PROBLEM: The listing below holds a line with "pub struct TrackerTable" and a line with "pub fn month_row(&self, month: &str)". Reproduce those two lines exactly, plus everything between them.

EXTRACTED ENTRIES:
=== Begin Enclosure ===
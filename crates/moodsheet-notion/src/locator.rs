//! Locating tracker tables, month rows and day columns.
//!
//! Tables are scanned in the order the page lists them and the first table
//! that has both the day column and the month row wins. Tables are never
//! merged or cross-checked, and month names must match exactly (lowercase,
//! trimmed); abbreviations are not recognised.

use std::collections::HashMap;

use moodsheet_core::DayKey;
use tracing::debug;

use crate::client::BlockApi;
use crate::error::Result;
use crate::types::{Block, Cell, Row};

/// A table block with its rows. Row 0 is the header.
#[derive(Debug, Clone, PartialEq)]
pub struct TrackerTable {
    pub id: String,
    pub rows: Vec<Row>,
}

impl TrackerTable {
    pub fn new(id: impl Into<String>, rows: Vec<Row>) -> Self {
        Self {
            id: id.into(),
            rows,
        }
    }

    pub fn header(&self) -> Option<&Row> {
        self.rows.first()
    }

    /// Column whose header text equals `day`.
    pub fn day_column(&self, day: &str) -> Option<usize> {
        let header = self.header()?;
        (0..header.cells.len()).find(|&idx| header.cell_text(idx) == Some(day))
    }

    /// Map of day number to column for every header cell holding a positive
    /// integer.
    pub fn day_columns(&self) -> HashMap<u32, usize> {
        let Some(header) = self.header() else {
            return HashMap::new();
        };
        (0..header.cells.len())
            .filter_map(|idx| {
                let day = header.cell_text(idx)?.parse::<u32>().ok()?;
                (day > 0).then_some((day, idx))
            })
            .collect()
    }

    /// First non-header row whose first cell names `month`.
    pub fn month_row(&self, month: &str) -> Option<&Row> {
        self.rows.iter().skip(1).find(|row| {
            row.cell_text(0)
                .map(|text| text.to_lowercase() == month)
                .unwrap_or(false)
        })
    }

    /// Day column and month row, if this table has both.
    pub fn select(&self, key: &DayKey) -> Option<Selection<'_>> {
        if self.rows.is_empty() {
            return None;
        }
        let day_column = self.day_column(&key.day)?;
        let month_row = self.month_row(&key.month)?;
        Some(Selection {
            table: self,
            day_column,
            month_row,
        })
    }
}

/// The cell position for one day inside a table.
#[derive(Debug, Clone, Copy, PartialEq)]
pub struct Selection<'a> {
    pub table: &'a TrackerTable,
    pub day_column: usize,
    pub month_row: &'a Row,
}

impl<'a> Selection<'a> {
    /// The selected cell; `None` when the month row is shorter than the header.
    pub fn cell(&self) -> Option<&'a Cell> {
        self.month_row.cells.get(self.day_column)
    }
}

/// First table (in order) that has both the day column and the month row.
pub fn select_tracker_table<'a>(tables: &'a [TrackerTable], key: &DayKey) -> Option<Selection<'a>> {
    tables.iter().find_map(|table| table.select(key))
}

/// First table (in order) that has a row for `month`.
pub fn select_month_table<'a>(tables: &'a [TrackerTable], month: &str) -> Option<(&'a TrackerTable, &'a Row)> {
    tables
        .iter()
        .find_map(|table| table.month_row(month).map(|row| (table, row)))
}

/// Every table block on the page, looking one level into synced blocks.
///
/// A synced block's children are read from the block it mirrors, or from the
/// block itself when it is the original.
pub async fn list_tables_including_synced<A>(api: &A, page_id: &str) -> Result<Vec<Block>>
where
    A: BlockApi + ?Sized,
{
    let mut tables = Vec::new();

    for block in api.list_children(page_id).await? {
        if block.is_table() {
            tables.push(block);
        } else if block.is_synced_block() {
            let source = block.synced_source_id();
            let children = api.list_children(source).await?;
            tables.extend(children.into_iter().filter(Block::is_table));
        }
    }

    debug!(page_id = %page_id, count = tables.len(), "Listed tracker tables");
    Ok(tables)
}

/// Fetch the `table_row` children of a table block.
pub async fn fetch_table<A>(api: &A, table_id: &str) -> Result<TrackerTable>
where
    A: BlockApi + ?Sized,
{
    let rows = api
        .list_children(table_id)
        .await?
        .into_iter()
        .filter_map(Block::into_row)
        .collect();
    Ok(TrackerTable::new(table_id, rows))
}

/// Fetch rows table by table until one matches `key`.
///
/// Later tables are not fetched once a match is found.
pub async fn find_tracker_table<A>(api: &A, tables: &[Block], key: &DayKey) -> Result<Option<TrackerTable>>
where
    A: BlockApi + ?Sized,
{
    for block in tables {
        let table = fetch_table(api, &block.id).await?;
        if table.select(key).is_some() {
            debug!(table_id = %table.id, day = %key.day, month = %key.month, "Selected tracker table");
            return Ok(Some(table));
        }
    }
    Ok(None)
}

/// Fetch the rows of every table.
pub async fn fetch_all_tables<A>(api: &A, tables: &[Block]) -> Result<Vec<TrackerTable>>
where
    A: BlockApi + ?Sized,
{
    let mut fetched = Vec::with_capacity(tables.len());
    for block in tables {
        fetched.push(fetch_table(api, &block.id).await?);
    }
    Ok(fetched)
}

#[cfg(test)]
mod tests {
    use super::*;
    use crate::types::RichText;

    fn text_row(id: &str, cells: &[&str]) -> Row {
        Row {
            id: id.to_string(),
            cells: cells
                .iter()
                .map(|c| {
                    if c.is_empty() {
                        Vec::new()
                    } else {
                        vec![RichText::text(c)]
                    }
                })
                .collect(),
        }
    }

    fn table(id: &str, header: &[&str], months: &[&str]) -> TrackerTable {
        let mut rows = vec![text_row(&format!("{id}-h"), header)];
        for month in months {
            let mut cells = vec![*month];
            cells.extend(std::iter::repeat("").take(header.len() - 1));
            rows.push(text_row(&format!("{id}-{month}"), &cells));
        }
        TrackerTable::new(id, rows)
    }

    #[test]
    fn test_select_matches_day_and_month() {
        let tables = vec![table("t1", &["", "14", "15", "16"], &["february", "march"])];
        let key = DayKey::new("15", "march");

        let selection = select_tracker_table(&tables, &key).unwrap();
        assert_eq!(selection.table.id, "t1");
        assert_eq!(selection.day_column, 2);
        assert_eq!(selection.month_row.id, "t1-march");
    }

    #[test]
    fn test_select_missing_day() {
        let tables = vec![table("t1", &["", "14", "16"], &["march"])];
        assert!(select_tracker_table(&tables, &DayKey::new("15", "march")).is_none());
    }

    #[test]
    fn test_select_tolerates_whitespace_and_case() {
        let tables = vec![table("t1", &["", " 15 "], &["  March "])];
        let selection = select_tracker_table(&tables, &DayKey::new("15", "march")).unwrap();
        assert_eq!(selection.day_column, 1);
    }

    #[test]
    fn test_no_fuzzy_month_match() {
        let tables = vec![table("t1", &["", "15"], &["mar", "march 2025"])];
        assert!(select_tracker_table(&tables, &DayKey::new("15", "march")).is_none());
    }

    #[test]
    fn test_header_row_is_not_a_month_row() {
        let tables = vec![table("t1", &["march", "15"], &[])];
        assert!(select_tracker_table(&tables, &DayKey::new("15", "march")).is_none());
    }

    #[test]
    fn test_first_match_wins() {
        let tables = vec![
            table("empty", &[], &[]),
            table("days-only", &["", "15"], &["april"]),
            table("first", &["", "15"], &["march"]),
            table("second", &["", "15"], &["march"]),
        ];
        let tables: Vec<_> = tables
            .into_iter()
            .map(|mut t| {
                if t.id == "empty" {
                    t.rows.clear();
                }
                t
            })
            .collect();

        let selection = select_tracker_table(&tables, &DayKey::new("15", "march")).unwrap();
        assert_eq!(selection.table.id, "first");
    }

    #[test]
    fn test_day_columns_map() {
        let t = table("t1", &["", "1", "2", " 3", "x", "0", "-4", "32"], &["march"]);
        let map = t.day_columns();
        assert_eq!(map.get(&1), Some(&1));
        assert_eq!(map.get(&2), Some(&2));
        assert_eq!(map.get(&3), Some(&3));
        assert_eq!(map.get(&32), Some(&7));
        assert!(!map.contains_key(&0));
        assert_eq!(map.len(), 4);
    }

    #[test]
    fn test_select_month_table() {
        let tables = vec![table("a", &["", "1"], &["january"]), table("b", &["", "1"], &["march"])];
        let (t, row) = select_month_table(&tables, "march").unwrap();
        assert_eq!(t.id, "b");
        assert_eq!(row.id, "b-march");
        assert!(select_month_table(&tables, "may").is_none());
    }

    #[test]
    fn test_selection_cell_short_row() {
        let mut t = table("t1", &["", "1", "2"], &["march"]);
        t.rows[1].cells.truncate(1);
        let tables = vec![t];
        let selection = select_tracker_table(&tables, &DayKey::new("2", "march")).unwrap();
        assert!(selection.cell().is_none());
    }
}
=== End Enclosure ===
RESPONSE BELOW:
pub struct TrackerTable {
    pub id: String,
    pub rows: Vec<Row>,
}

impl TrackerTable {
    pub fn new(id: impl Into<String>, rows: Vec<Row>) -> Self {
        Self {
            id: id.into(),
            rows,
        }
    }

    pub fn header(&self) -> Option<&Row> {
        self.rows.first()
    }

    /// Column whose header text equals `day`.
    pub fn day_column(&self, day: &str) -> Option<usize> {
        let header = self.header()?;
        (0..header.cells.len()).find(|&idx| header.cell_text(idx) == Some(day))
    }

    /// Map of day number to column for every header cell holding a positive
    /// integer.
    pub fn day_columns(&self) -> HashMap<u32, usize> {
        let Some(header) = self.header() else {
            return HashMap::new();
        };
        (0..header.cells.len())
            .filter_map(|idx| {
                let day = header.cell_text(idx)?.parse::<u32>().ok()?;
                (day > 0).then_some((day, idx))
            })
            .collect()
    }

    /// First non-header row whose first cell names `month`.
    pub fn month_row(&self, month: &str) -> Option<&Row> {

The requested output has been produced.